[Given data Boundary: Start]
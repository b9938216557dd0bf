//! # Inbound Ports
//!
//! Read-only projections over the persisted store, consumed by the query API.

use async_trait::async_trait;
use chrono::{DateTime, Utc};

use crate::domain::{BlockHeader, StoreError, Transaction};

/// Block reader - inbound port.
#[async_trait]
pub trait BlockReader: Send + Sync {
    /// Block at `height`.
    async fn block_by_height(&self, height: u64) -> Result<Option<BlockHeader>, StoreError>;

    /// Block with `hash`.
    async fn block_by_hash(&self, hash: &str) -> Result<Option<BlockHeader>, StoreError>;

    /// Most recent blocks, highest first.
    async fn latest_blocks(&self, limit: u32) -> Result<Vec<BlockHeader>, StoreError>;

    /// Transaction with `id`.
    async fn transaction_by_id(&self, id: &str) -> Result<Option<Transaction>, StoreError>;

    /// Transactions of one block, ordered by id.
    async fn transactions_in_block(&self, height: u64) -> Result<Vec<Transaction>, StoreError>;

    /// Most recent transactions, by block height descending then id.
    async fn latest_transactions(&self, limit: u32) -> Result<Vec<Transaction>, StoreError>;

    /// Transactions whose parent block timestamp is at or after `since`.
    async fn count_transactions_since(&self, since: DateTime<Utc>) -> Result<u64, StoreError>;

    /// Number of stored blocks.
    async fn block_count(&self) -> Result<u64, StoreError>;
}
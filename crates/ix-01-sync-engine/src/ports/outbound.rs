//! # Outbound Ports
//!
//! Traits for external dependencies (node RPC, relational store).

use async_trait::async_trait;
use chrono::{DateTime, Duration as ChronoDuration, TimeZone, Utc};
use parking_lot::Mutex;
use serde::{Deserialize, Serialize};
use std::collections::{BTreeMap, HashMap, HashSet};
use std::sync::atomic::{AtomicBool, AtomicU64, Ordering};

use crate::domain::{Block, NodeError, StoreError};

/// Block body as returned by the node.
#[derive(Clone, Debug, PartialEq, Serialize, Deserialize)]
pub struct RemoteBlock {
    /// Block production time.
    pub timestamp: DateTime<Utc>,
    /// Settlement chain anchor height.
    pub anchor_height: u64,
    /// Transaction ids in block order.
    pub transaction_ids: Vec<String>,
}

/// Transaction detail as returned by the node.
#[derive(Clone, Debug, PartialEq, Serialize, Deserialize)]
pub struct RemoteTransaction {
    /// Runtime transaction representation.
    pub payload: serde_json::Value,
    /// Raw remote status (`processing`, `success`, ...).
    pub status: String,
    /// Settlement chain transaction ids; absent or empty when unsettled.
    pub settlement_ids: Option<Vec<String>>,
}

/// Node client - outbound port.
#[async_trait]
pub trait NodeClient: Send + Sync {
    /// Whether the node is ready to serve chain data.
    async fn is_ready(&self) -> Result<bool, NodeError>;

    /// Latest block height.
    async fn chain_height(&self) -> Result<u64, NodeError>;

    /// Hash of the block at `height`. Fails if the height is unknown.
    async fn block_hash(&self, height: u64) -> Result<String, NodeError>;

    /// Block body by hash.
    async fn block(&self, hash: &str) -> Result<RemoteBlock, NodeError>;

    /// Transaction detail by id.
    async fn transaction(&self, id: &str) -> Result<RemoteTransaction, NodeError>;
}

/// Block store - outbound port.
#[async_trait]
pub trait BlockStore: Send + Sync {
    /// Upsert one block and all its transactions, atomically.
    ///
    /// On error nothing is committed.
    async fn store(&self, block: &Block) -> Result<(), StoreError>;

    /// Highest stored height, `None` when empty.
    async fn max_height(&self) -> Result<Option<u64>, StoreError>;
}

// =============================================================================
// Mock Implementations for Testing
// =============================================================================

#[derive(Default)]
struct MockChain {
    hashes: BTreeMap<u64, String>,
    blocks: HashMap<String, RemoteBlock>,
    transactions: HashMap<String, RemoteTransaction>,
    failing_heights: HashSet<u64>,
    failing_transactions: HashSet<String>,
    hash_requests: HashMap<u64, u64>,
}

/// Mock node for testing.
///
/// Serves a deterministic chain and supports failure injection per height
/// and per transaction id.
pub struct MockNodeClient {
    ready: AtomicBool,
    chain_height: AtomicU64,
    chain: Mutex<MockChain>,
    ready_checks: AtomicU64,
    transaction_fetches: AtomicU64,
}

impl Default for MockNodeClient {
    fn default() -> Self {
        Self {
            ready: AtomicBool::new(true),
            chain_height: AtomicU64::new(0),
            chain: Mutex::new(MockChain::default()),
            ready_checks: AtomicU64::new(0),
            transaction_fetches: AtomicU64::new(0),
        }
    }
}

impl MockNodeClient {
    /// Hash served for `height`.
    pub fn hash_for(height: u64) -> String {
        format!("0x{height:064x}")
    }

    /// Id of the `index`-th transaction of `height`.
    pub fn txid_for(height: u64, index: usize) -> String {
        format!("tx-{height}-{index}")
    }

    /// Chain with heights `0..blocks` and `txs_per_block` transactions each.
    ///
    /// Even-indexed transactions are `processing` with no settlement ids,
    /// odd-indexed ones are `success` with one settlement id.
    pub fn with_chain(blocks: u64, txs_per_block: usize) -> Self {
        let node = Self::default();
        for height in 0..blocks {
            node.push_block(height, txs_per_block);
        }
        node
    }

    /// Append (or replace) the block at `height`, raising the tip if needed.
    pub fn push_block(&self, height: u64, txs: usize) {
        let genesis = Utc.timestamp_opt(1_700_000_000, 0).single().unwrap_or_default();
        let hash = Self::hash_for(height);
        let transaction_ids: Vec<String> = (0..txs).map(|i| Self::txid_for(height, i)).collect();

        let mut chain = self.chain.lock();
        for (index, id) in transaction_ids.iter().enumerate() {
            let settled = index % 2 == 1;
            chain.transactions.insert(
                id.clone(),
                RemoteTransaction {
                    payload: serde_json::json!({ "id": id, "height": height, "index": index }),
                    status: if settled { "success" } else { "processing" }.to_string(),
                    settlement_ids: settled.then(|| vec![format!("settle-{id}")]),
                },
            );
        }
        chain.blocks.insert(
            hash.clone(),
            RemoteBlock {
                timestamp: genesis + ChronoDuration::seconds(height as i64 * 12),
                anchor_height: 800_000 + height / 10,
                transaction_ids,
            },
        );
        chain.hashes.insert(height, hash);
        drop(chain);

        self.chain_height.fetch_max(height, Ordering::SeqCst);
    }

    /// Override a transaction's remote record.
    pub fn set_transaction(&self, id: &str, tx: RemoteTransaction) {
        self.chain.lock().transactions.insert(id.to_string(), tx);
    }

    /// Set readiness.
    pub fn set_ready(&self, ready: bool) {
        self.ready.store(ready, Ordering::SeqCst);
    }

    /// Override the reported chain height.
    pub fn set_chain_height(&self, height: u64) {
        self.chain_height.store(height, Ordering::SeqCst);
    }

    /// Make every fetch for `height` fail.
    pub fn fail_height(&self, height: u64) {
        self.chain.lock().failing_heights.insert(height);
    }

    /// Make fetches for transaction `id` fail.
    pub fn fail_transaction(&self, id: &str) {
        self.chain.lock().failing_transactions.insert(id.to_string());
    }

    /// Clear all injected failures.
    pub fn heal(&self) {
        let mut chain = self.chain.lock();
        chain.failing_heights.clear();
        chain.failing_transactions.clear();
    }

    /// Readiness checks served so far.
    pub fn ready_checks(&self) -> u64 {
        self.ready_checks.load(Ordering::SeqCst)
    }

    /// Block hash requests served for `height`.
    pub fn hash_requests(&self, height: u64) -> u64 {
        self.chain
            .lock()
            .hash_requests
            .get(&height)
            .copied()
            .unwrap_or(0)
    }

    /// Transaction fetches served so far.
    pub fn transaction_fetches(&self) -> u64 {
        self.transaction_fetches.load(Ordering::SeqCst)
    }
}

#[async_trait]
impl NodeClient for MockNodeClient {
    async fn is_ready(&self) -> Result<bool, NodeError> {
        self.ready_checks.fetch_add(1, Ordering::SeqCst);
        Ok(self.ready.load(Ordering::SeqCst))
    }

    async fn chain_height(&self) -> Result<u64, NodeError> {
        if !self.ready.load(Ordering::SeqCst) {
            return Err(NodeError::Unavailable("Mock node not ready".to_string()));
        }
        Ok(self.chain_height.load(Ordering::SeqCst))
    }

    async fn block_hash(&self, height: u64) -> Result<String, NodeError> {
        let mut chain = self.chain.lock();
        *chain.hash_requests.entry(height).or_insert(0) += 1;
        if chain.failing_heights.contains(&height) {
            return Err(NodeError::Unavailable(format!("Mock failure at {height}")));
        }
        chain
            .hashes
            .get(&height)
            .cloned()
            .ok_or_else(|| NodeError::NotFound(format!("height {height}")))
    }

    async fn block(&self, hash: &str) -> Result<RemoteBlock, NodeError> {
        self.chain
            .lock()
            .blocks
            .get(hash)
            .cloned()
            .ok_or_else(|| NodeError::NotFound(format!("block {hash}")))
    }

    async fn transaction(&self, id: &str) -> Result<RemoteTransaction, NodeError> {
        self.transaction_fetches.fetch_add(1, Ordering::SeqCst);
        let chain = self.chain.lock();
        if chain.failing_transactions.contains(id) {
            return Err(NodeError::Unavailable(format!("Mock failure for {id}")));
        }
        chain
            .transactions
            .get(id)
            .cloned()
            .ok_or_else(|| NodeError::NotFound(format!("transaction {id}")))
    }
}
[Given data Boundary: End]
Goal of the exercise: Search the data for the string "MockNodeClient" and copy out every line where it is found.

Output below:
pub struct MockNodeClient {
impl Default for MockNodeClient {
impl MockNodeClient {
impl NodeClient for MockNodeClient {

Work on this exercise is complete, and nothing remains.